Horacio Otheguy Riveira.
LA PRIMERA PARTE DE MEIN KAMPF SE PUBLICÓ EL 18 DE JULIO DE 1925. SU CENTENARIO ES UNA BUENA OCASIÓN PARA RECORDAR LO QUE DICE Y LAS RAZONES DE SU ÉXITO DEMOLEDOR
Se publican cada año docenas de libros sobre Hitler y el nazismo. Gran parte de ellos repite la misma pregunta: ¿cómo es posible que un pueblo culto y civilizado ? como lo era el alemán hace noventa años? apoyase de forma entusiasta a uno de los mayores carniceros de la historia? Este breve ensayo psicosocial sostiene que la pregunta es ociosa porque la respuesta es obvia: Hitler supo conectar perfectamente sus fracasos y frustraciones personales con los del pueblo llano. Sintonizó con pleno acierto las humillaciones que había sufrido en su juventud con las de una población aplastada por el tratado de Versalles, agraviada y explotada. Hizo llegar a sus compatriotas el mensaje que estaban deseando escuchar: «Se acabaron las humillaciones y las frustraciones. Vamos a ponernos en pie y a reclamar lo que es nuestro». Exactamente el mismo mensaje que dirigen a sus pueblos todos los líderes con vocación mesiánica. Todos: los de 1935 y los de 2025. La primera parte de Mein Kampf se publicó el 18 de julio de 1925. Su centenario es una buena ocasión para recordar lo que dice y las razones de su éxito demoledor.

Introducción.
La transparencia del nazismo. Las polémicas de los historiadores
Mi amiga alemana Karen Sesemann (que se casó con el psiquiatra español Antonio Colodrón) nació en 1937. Tuvo la suerte de haber sido traslada a un pequeño pueblo —donde nadie la molestó— poco antes de que las tropas soviéticas entrasen en Berlín. Pero a los ocho años una niña es consciente de lo que está pasando en su entorno.
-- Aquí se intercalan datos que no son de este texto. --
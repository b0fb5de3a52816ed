//! Merges the model estimate and fetched routes into display-ready values.

use jiff::{SignedDuration, Zoned};
use serde::Serialize;

use crate::directions::RouteCandidate;
use crate::error::{Error, FailureReason};
use crate::estimator::PredictedEstimate;
use crate::polyline::Polyline;

/// Route colours, cycled by rank.
pub const ROUTE_COLORS: [&str; 5] = ["#2196F3", "#00BCD4", "#4CAF50", "#FFC107", "#FF5722"];

const ETA_FORMAT: &str = "%I:%M %p";

#[derive(Debug, Clone, PartialEq, Serialize)]
pub struct EstimateView {
    /// Predicted minutes, truncated.
    pub minutes: u64,
    pub duration: String,
    pub distance_km: f64,
}

#[derive(Debug, Clone, PartialEq, Serialize)]
pub struct RouteView {
    /// 1-based position in provider order.
    pub rank: usize,
    pub summary: String,
    pub duration_seconds: u64,
    pub duration: String,
    pub eta: String,
    pub distance_km: String,
    pub step_count: usize,
    pub color: &'static str,
    pub geometry: Polyline,
}

#[derive(Debug, Clone, PartialEq, Serialize)]
pub struct SynthesizedResult {
    pub estimate: EstimateView,
    /// Empty means "no routes found", which is not an error.
    pub routes: Vec<RouteView>,
}

/// `"H hr M min"` when there is at least one hour, `"M min"` otherwise.
///
/// Seconds are floored to whole minutes.
pub fn format_duration(seconds: u64) -> String {
    let total_minutes = seconds / 60;
    let hours = total_minutes / 60;
    let minutes = total_minutes % 60;
    if hours > 0 {
        format!("{} hr {} min", hours, minutes)
    } else {
        format!("{} min", minutes)
    }
}

/// Metres as kilometres with one decimal.
pub fn format_distance_km(meters: u64) -> String {
    format!("{:.1}", meters as f64 / 1000.0)
}

/// Arrival time on a 12-hour clock, e.g. `"01:05 PM"`.
pub fn format_eta(query_time: &Zoned, duration_seconds: u64) -> Result<String, Error> {
    let seconds = i64::try_from(duration_seconds).map_err(|_| Error::FetchFailure {
        reason: FailureReason::MalformedResponse(format!("duration of {} seconds is out of range", duration_seconds)),
    })?;
    let eta = query_time.checked_add(SignedDuration::from_secs(seconds))?;
    Ok(eta.strftime(ETA_FORMAT).to_string())
}

pub fn synthesize(
    estimate: &PredictedEstimate,
    candidates: &[RouteCandidate],
    query_time: &Zoned,
) -> Result<SynthesizedResult, Error> {
    let minutes = estimate.minutes.trunc() as u64;
    let estimate = EstimateView {
        minutes,
        duration: format_duration(minutes.saturating_mul(60)),
        distance_km: estimate.distance_km,
    };

    let routes = candidates
        .iter()
        .enumerate()
        .map(|(index, candidate)| -> Result<RouteView, Error> {
            Ok(RouteView {
                rank: index + 1,
                summary: candidate.summary.clone(),
                duration_seconds: candidate.duration_seconds,
                duration: format_duration(candidate.duration_seconds),
                eta: format_eta(query_time, candidate.duration_seconds)?,
                distance_km: format_distance_km(candidate.distance_meters),
                step_count: candidate.step_count,
                color: ROUTE_COLORS[index % ROUTE_COLORS.len()],
                geometry: candidate.geometry.clone(),
            })
        })
        .collect::<Result<Vec<_>, _>>()?;

    Ok(SynthesizedResult { estimate, routes })
}
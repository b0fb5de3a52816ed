//! Geographic coordinate shared by every pipeline stage.

use serde::{Deserialize, Serialize};

/// A latitude/longitude pair in decimal degrees.
#[derive(Debug, Clone, Copy, PartialEq, Serialize, Deserialize)]
pub struct Coordinate {
    pub lat: f64,
    pub lng: f64,
}

impl Coordinate {
    pub fn new(lat: f64, lng: f64) -> Self {
        Self { lat, lng }
    }

    /// Point halfway between two coordinates in degree space.
    ///
    /// Used as the map centre when both endpoints are displayed.
    pub fn midpoint(a: Coordinate, b: Coordinate) -> Self {
        Self {
            lat: (a.lat + b.lat) / 2.0,
            lng: (a.lng + b.lng) / 2.0,
        }
    }
}

impl From<(f64, f64)> for Coordinate {
    fn from((lat, lng): (f64, f64)) -> Self {
        Self { lat, lng }
    }
}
—Y a los cinco también, yo recuerdo con horror el sonido de los aviones bimotores cuando bombardeaban Berlín, todavía me pongo enferma cuando escucho el ruido de un avión.
—Karen, tu padre participó en la guerra como oficial del ejército alemán, ¿qué contaba después sobre aquella experiencia?
—Nada. Nunca le oí decir una sola palabra. Pero al poco tiempo de acabar la guerra nos abandonó y tampoco tuve más ocasiones de hablar con él. Era catedrático de Psicología. No sé si militó en el partido nazi, probablemente sí, porque era un trepa, cambiaba de camisa según soplase el viento. Yo me llevaba muy mal con él, es lógico que no me contase nada de la guerra.
—Pero, a finales de los años treinta, ¿qué parte del pueblo alemán apoyaba realmente a Hitler?
—La inmensa mayoría. La gente empezó a tener trabajo, a ganar dinero. Se convencieron de que con Hitler en el gobierno se estaba reconstruyendo Alemania, tras la ruina que había supuesto el final de la Primera Guerra. A los chavales les encantaba desfilar, con los tambores y las banderas, se sentían importantes. Fue una explosión de orgullo nacional, una sensación de euforia… Excepto para los judíos y los comunistas, claro, y algunos más que no estaban de acuerdo con el régimen; pero no se atrevían ni a rechistar, tuvieron que callarse como muertos. Bueno, claro, también había mucha represión y muchos muertos en sentido literal.
—Pero un par de años después de la guerra, cuando tú tenías diez de edad, ¿qué parte del pueblo alemán apoyaba el plan de los aliados para restaurar la democracia?
—La inmensa mayoría. Siempre pasa lo mismo, y es lógico, en una guerra o en una situación de miseria lo importante, la primera necesidad, es sobrevivir; todo lo demás es secundario. La inmensa mayoría defiende al que en cada momento le da de comer, le garantiza un lugar donde vivir, le protege de la violencia y de la miseria. Ocurre en todas partes, necesitas comida, necesitas trabajo y en tu fuero interno piensas que están ocurriendo salvajadas, pero en medio de las salvajadas hay que sobrevivir.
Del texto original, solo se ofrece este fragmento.